Nûr kelimesinin anlamsal olarak alanı, "ilahi ışık" demektir. Bu anlamlardan sadece "minare"deki anlam, "ilahı ışık" anlamından iğretilemedir. Deniz feneri demek olan "menâr" da aynı iğretileme ile yapılmıştır.
Burada anlaştıysak devam edeyim; yoksa devam etmeyeyim...Bundan sonrasını, anlaştığımız okuyucularım için yazıyorum.Muhafazakâr-dindar kitle ölen birinin ardından " Nur/Nurlar içinde yatsın" deyip kestirip atmaz. Bununla beraber "Allah rahmet eylesin. Mekânı cennet olsun" gibi dualar da eder.
Seküleristler, kendilerini muhafazakar-dindar kesimden ayırmak için başta "Nur/Nurlar içinde yatsın" yerine "Işıklar içinde yatsın/uyusun" der ve diğer duaları etmez. Zaten "Işıklar içinde yatsın/uyusun" cümlesi de seküleristler için bir dua değil, temenni veya dilektir.
Gelelim kelimenin semantik (anlambilimsel) yönüne:
"Nur" kelimesi ve türevleri Türkçe'de daha çok "ilahî ışık" anlamında kullanılır. "Nâr" kelimesi tarihi ve güncel Arapça'da "ateş" anlamında da kullanılır. Türkçe'de de aynı kullanım vardır. Yani "nâr" kelimesi "ateş anlamında kullanılır; "ışık" değil. Mesela dervişler, "Nârın da yakar, nûrun da" diyerek tevhid anlayışını ifade ederler. yani nâr da nûr da Allah'ın tecellisidir ama ikisi arasında bir nitelik farkı vardır. Kur'andaki Ânestü nâran: Bir ateş gördüm cümlesindeki nâr da ateş demektir; ışık değil.
İmdiiii....
Gelelim hüküm vermeye....
Türkiye'deki seküleristler, "nur" kelimesini sadece "ışık" anlamında kullanarak semantik olarak anlamını daraltmaktadırlar. Bu anlamlandırmada nûru elektrik, lamba, mum, çakmak, çıra, kibrit ve bilumum ışıklarla aynı kefeye konan bir tavır vardır.

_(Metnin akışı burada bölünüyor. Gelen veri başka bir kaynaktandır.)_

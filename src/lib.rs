//! Classic algorithms and data structures in pure Rust.
//!
//! The core of the crate is a family of independent containers, each keeping its own
//! invariant after every operation:
//!  1. [`UnionFind`] - a partition of `0..n` into disjoint groups, with path compression and
//!     union by rank;
//!  2. [`MaxHeap`] - a vector backed binary heap handing out its largest element first;
//!  3. [`FenwickTree`] - point updates and prefix sums over a fixed number of elements;
//!  4. [`SegmentTree`] - point updates and range folds under any associative operator; and
//!  5. [`BinarySearchTree`] - an unbalanced ordered tree with successor-splicing removal.
//!
//! Alongside these sit in-place sorts ([`bubble_sort`], [`merge_sort`], [`quick_sort`],
//! [`heap_sort`], [`radix_sort`], [`shell_sort`]), binary search variants over sorted slices,
//! and graph algorithms: traversals over a [`DirectedGraph`], [`dijkstra`],
//! [`floyd_warshall`] and [`kruskal`].
//!
//! Invalid arguments, such as an index outside a structure or a pop from an empty heap, are
//! reported as a [`ClavisError`] and leave the structure untouched. Nothing is ever clamped or
//! replaced by a sentinel value.
//!
//! Diagnostic events are emitted through the [`log`](https://docs.rs/log) facade and are
//! silent unless the application installs a logger.
//!
//! None of the types synchronise internally. Share an instance between threads behind a lock.
//!
//! # Examples
//! ```
//!use clavis::{FenwickTree, MaxHeap, SegmentTree, UnionFind};
//!
//!let mut uf = UnionFind::new(10);
//!uf.unite(1, 2).unwrap();
//!uf.unite(2, 3).unwrap();
//!assert!(uf.same(1, 3).unwrap());
//!assert_eq!(8, uf.groups());
//!
//!let mut heap = MaxHeap::new();
//!for value in [5, 10, 3] {
//!    heap.push(value);
//!}
//!assert_eq!(10, heap.pop().unwrap());
//!assert_eq!(&5, heap.top().unwrap());
//!
//!let mut fenw = FenwickTree::new(10);
//!fenw.update(3, 5).unwrap();
//!fenw.update(5, 2).unwrap();
//!assert_eq!(7, fenw.range_query(3, 5).unwrap());
//!
//!let tree = SegmentTree::new(&[5, 4, 3, 2, 1], |a: &i32, b: &i32| *a.min(b), i32::MAX);
//!assert_eq!(2, tree.query(1, 4).unwrap());
//! ```

pub use crate::binary_search_tree::BinarySearchTree;
pub use crate::data_wrappers::{Edge, SpanningForest, WeightedEdge};
pub use crate::error::ClavisError;
pub use crate::fenwick_tree::FenwickTree;
pub use crate::graph::{dijkstra, floyd_warshall, has_negative_cycle, kruskal, DirectedGraph};
pub use crate::hyper_parameters::{
    RadixSortParams, RadixSortParamsBuilder, ShellSortParams, ShellSortParamsBuilder,
};
pub use crate::max_heap::MaxHeap;
pub use crate::search::{binary_search, lower_bound, partition_point_by, upper_bound};
pub use crate::segment_tree::SegmentTree;
pub use crate::sorting::{bubble_sort, heap_sort, merge_sort, quick_sort, radix_sort, shell_sort};
pub use crate::union_find::UnionFind;

mod binary_search_tree;
mod data_wrappers;
mod error;
mod fenwick_tree;
mod graph;
mod hyper_parameters;
mod max_heap;
mod search;
mod segment_tree;
mod sorting;
mod union_find;
mod validation;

Ve tabii ki, yukarıdaki izahlar çerçevesinde, yapılan yanlıştır.
Ayrıcaaa...
Zihniyet itibariyle dinî inanca sahip olmayan seküleristler, "Işıklar içinde uyusun" temennisinden başka, diğer cümleleri hiç kullanmazlar.
Bir ayrıcaaaa daha...
Madem "öbür dünya" inancın yok ve ölen için Allah'tan rahmet falan dilemiyorsun, o zaman ölen kişinin bir yerde uyuduğuna niye inanıyorsun bilâder? Senin inancına göre ölen ölmüş ve toprağa karışıp gitmiştir. Onun için "ışıklar içinde uyumak" temennisi seküler bir sapma ve geleneksel inanç sistemini bir taklitten ibaret bir davranıştır.
Nur içinde yatsın/uyusun cümlesi ile Işıklar içinde yatsın/uysun cümlelerinin temsil ettiği sosyal yapılar birbirinden faklı sosyal yapılardır. Dolayısıyla, bu tür farklılıklar da sosyo-linguistik incelemeleri gerektirir ama bizim dilciler, ünlü uyumu, hâlâ ek-kök, gak-gukla meşgul olduklarından, sosyo-linguistiği ıskalamışlardır.